Taxes taxes everywhere and deficit spending as far as the eye can see. Federal, state and sometimes local income taxes, property, excise and sales taxes; taxes on telephone service and utilities all call us to consider that price of citizenship. And I do not mind. The taxes I pay for a free, relatively safe, predictable society is worth the money.

However, tax time is also a time to think about what we as a nation value. Religious wisdom teaches that where your treasure lies is where your heart is. I do not understand people who claim to love the country but do not want to pay taxes, or people of faith who resist the tax collector.

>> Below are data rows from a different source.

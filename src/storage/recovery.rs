use async_trait::async_trait;
use std::path::{Path, PathBuf};
use tokio::sync::RwLock;
use tracing::{debug, info};

use super::{read_json, remove_file_if_exists, write_json};
use crate::capture::UnfinishedGame;
use crate::constants::storage::RECOVERY_SLOT;
use crate::error::AppError;

/// The single local slot holding the game in progress.
#[async_trait]
pub trait RecoveryStore: Send + Sync {
    async fn load(&self) -> Result<Option<UnfinishedGame>, AppError>;

    /// Overwrites whatever the slot held before.
    async fn save(&self, game: &UnfinishedGame) -> Result<(), AppError>;

    async fn clear(&self) -> Result<(), AppError>;
}

/// Recovery slot kept as `<data_dir>/unfinishedGame.json`.
#[derive(Debug, Clone)]
pub struct FileRecoveryStore {
    path: PathBuf,
}

impl FileRecoveryStore {
    pub fn new(path: impl Into<PathBuf>) -> Self {
        FileRecoveryStore { path: path.into() }
    }

    /// Slot file inside a data directory.
    pub fn in_dir(data_dir: impl AsRef<Path>) -> Self {
        FileRecoveryStore::new(data_dir.as_ref().join(format!("{RECOVERY_SLOT}.json")))
    }

    pub fn path(&self) -> &Path {
        &self.path
    }
}

#[async_trait]
impl RecoveryStore for FileRecoveryStore {
    async fn load(&self) -> Result<Option<UnfinishedGame>, AppError> {
        let game: Option<UnfinishedGame> = read_json(&self.path).await?;
        if let Some(game) = &game {
            debug!(
                "Found unfinished game {} vs {} with {} actions",
                game.setup.home_team.name,
                game.setup.away_team.name,
                game.actions.len()
            );
        }
        Ok(game)
    }

    async fn save(&self, game: &UnfinishedGame) -> Result<(), AppError> {
        write_json(&self.path, game).await?;
        debug!("Saved unfinished game ({} actions)", game.actions.len());
        Ok(())
    }

    async fn clear(&self) -> Result<(), AppError> {
        remove_file_if_exists(&self.path).await?;
        info!("Cleared unfinished game slot");
        Ok(())
    }
}

#[derive(Debug, Default)]
pub struct InMemoryRecoveryStore {
    slot: RwLock<Option<UnfinishedGame>>,
}

impl InMemoryRecoveryStore {
    pub fn new() -> Self {
        InMemoryRecoveryStore::default()
    }
}

#[async_trait]
impl RecoveryStore for InMemoryRecoveryStore {
    async fn load(&self) -> Result<Option<UnfinishedGame>, AppError> {
        Ok(self.slot.read().await.clone())
    }

    async fn save(&self, game: &UnfinishedGame) -> Result<(), AppError> {
        *self.slot.write().await = Some(game.clone());
        Ok(())
    }

    async fn clear(&self) -> Result<(), AppError> {
        *self.slot.write().await = None;
        Ok(())
    }
}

My trouble at tax time comes when I have to exercise my imagination and think that my few dollars will fund something I like - The National Endowment of the Arts, unemployment compensation, emergency management, Justice Ruth Bader Ginsburg’s salary. What I shudder to think about is one penny of my money going to buy the bullets and guns and unmanned drones that kill innocent people in a useless cycle of violence.

War fighting plunged this country into an ocean of debt. Now it is stimulus spending and financial rescue after financial rescue that is taking us farther from the coastline of fiscal responsibility and threatens to leave us stranded motionless in the doldrums of a windless sea of debt. And for what? We are giving tax money to pay million-dollar bonuses to people who brought their own companies and the world economy to the brink of collapse while the homeless population in the country grows and people are living in tents. This is a national disgrace.

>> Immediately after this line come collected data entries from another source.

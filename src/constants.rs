//! Application-wide constants and configuration values
//!
//! This module centralizes the clock layout of a game, roster limits and the
//! names used for files and environment variables.

/// Game clock layout in seconds
pub mod clock {
    /// Length of a regulation period and of a playoff overtime period (20 minutes)
    pub const PERIOD_SECONDS: u32 = 20 * 60;

    /// Number of regulation periods
    pub const REGULATION_PERIODS: u32 = 3;

    /// Start of regular-season overtime (60 minutes)
    pub const REGULAR_OT_START_SECONDS: u32 = 60 * 60;

    /// Start of the regular-season shootout marker (65 minutes)
    pub const REGULAR_SO_START_SECONDS: u32 = 65 * 60;

    /// Length of regular-season overtime (5 minutes)
    pub const REGULAR_OT_SECONDS: u32 = 5 * 60;
}

/// Player and team field limits
pub mod limits {
    /// Lowest jersey number a player may wear
    pub const MIN_JERSEY_NUMBER: u8 = 1;

    /// Highest jersey number a player may wear
    pub const MAX_JERSEY_NUMBER: u8 = 99;

    /// Maximum number of assists credited on one goal
    pub const MAX_ASSISTS: usize = 2;

    /// Maximum length of a team name in characters
    pub const MAX_TEAM_NAME_CHARS: usize = 200;
}

/// Placeholder player used for unattributed assists
pub mod placeholder {
    pub const PLAYER_ID: &str = "placeholder";
    pub const PLAYER_NAME: &str = "Unknown Player";
}

/// Storage file and slot names
pub mod storage {
    /// Name of the local recovery slot holding the in-progress game
    pub const RECOVERY_SLOT: &str = "unfinishedGame";

    /// Directory (under the data dir) holding one JSON document per finalized game
    pub const GAMES_DIR: &str = "games";

    /// File (under the data dir) holding every team with its player pool
    pub const TEAMS_FILE: &str = "teams.json";

    /// Application directory name under the platform config/data directories
    pub const APP_DIR: &str = "rink_tracker";

    /// Default log file name
    pub const LOG_FILE_NAME: &str = "rink_tracker.log";

    /// Team that receives the players of a deleted team
    pub const FREE_AGENT_TEAM_ID: &str = "free-agent";

    /// Display name of the free-agent team
    pub const FREE_AGENT_TEAM_NAME: &str = "Free Agents";
}

/// Environment variable names
pub mod env_vars {
    /// Environment variable for data directory override
    pub const DATA_DIR: &str = "RINK_TRACKER_DATA_DIR";

    /// Environment variable for log file path override
    pub const LOG_FILE: &str = "RINK_TRACKER_LOG_FILE";

    /// Environment variable for autosave override ("true"/"false"/"1"/"0")
    pub const AUTOSAVE: &str = "RINK_TRACKER_AUTOSAVE";
}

Millions of people without health care is also a national disgrace. Many professional pundits criticize President Obama for his commitment to health care in the midst of an economic crisis, but my bet is they all have health insurance. They say that we are all at fault for the economic crisis without taking stock of the fact of stagnant wages for the past few years and the necessity for many people to pay for groceries, gas and auto repairs with credit. If the country is going to go deeper into debt, let us provide health care and free up credit to people.

I do not mind paying taxes for a state of the art infrastructure, to pay teachers a wage that reflects their worth to society, for excellent schools, safe streets, and a government that helps people solve their problems and that provides a safety net for the least among us. I do mind paying taxes to make sure people who make bad business decisions do not have to pay the consequences for their decisions. I do mind my money going to Blackwater and its soldiers for hire.

Our faith traditions inform and shape our values. Those values tell us where to put our treasure and our love. The teachings of Jesus give the criteria for judgment of the nations. Did we feed the hungry? Did we give drink to the thirsty? Did we welcome the stranger? Did we clothe the naked? Did we care for the sick? Did we visit prisoners?

For me this translates into a national imperative to care for the poor; to provide food and clean water, not only to citizens of the United States, but for citizens of the world. This means a humane and inviting immigration policy. This means providing basic clothes and shelter. This means health care. This means prison reform. This means ending a retributive justice system where law enforcement is entangled with economics in a prison-industrial complex not unlike the military-industrial complex against which President Eisenhower warned. This means establishing restorative justice.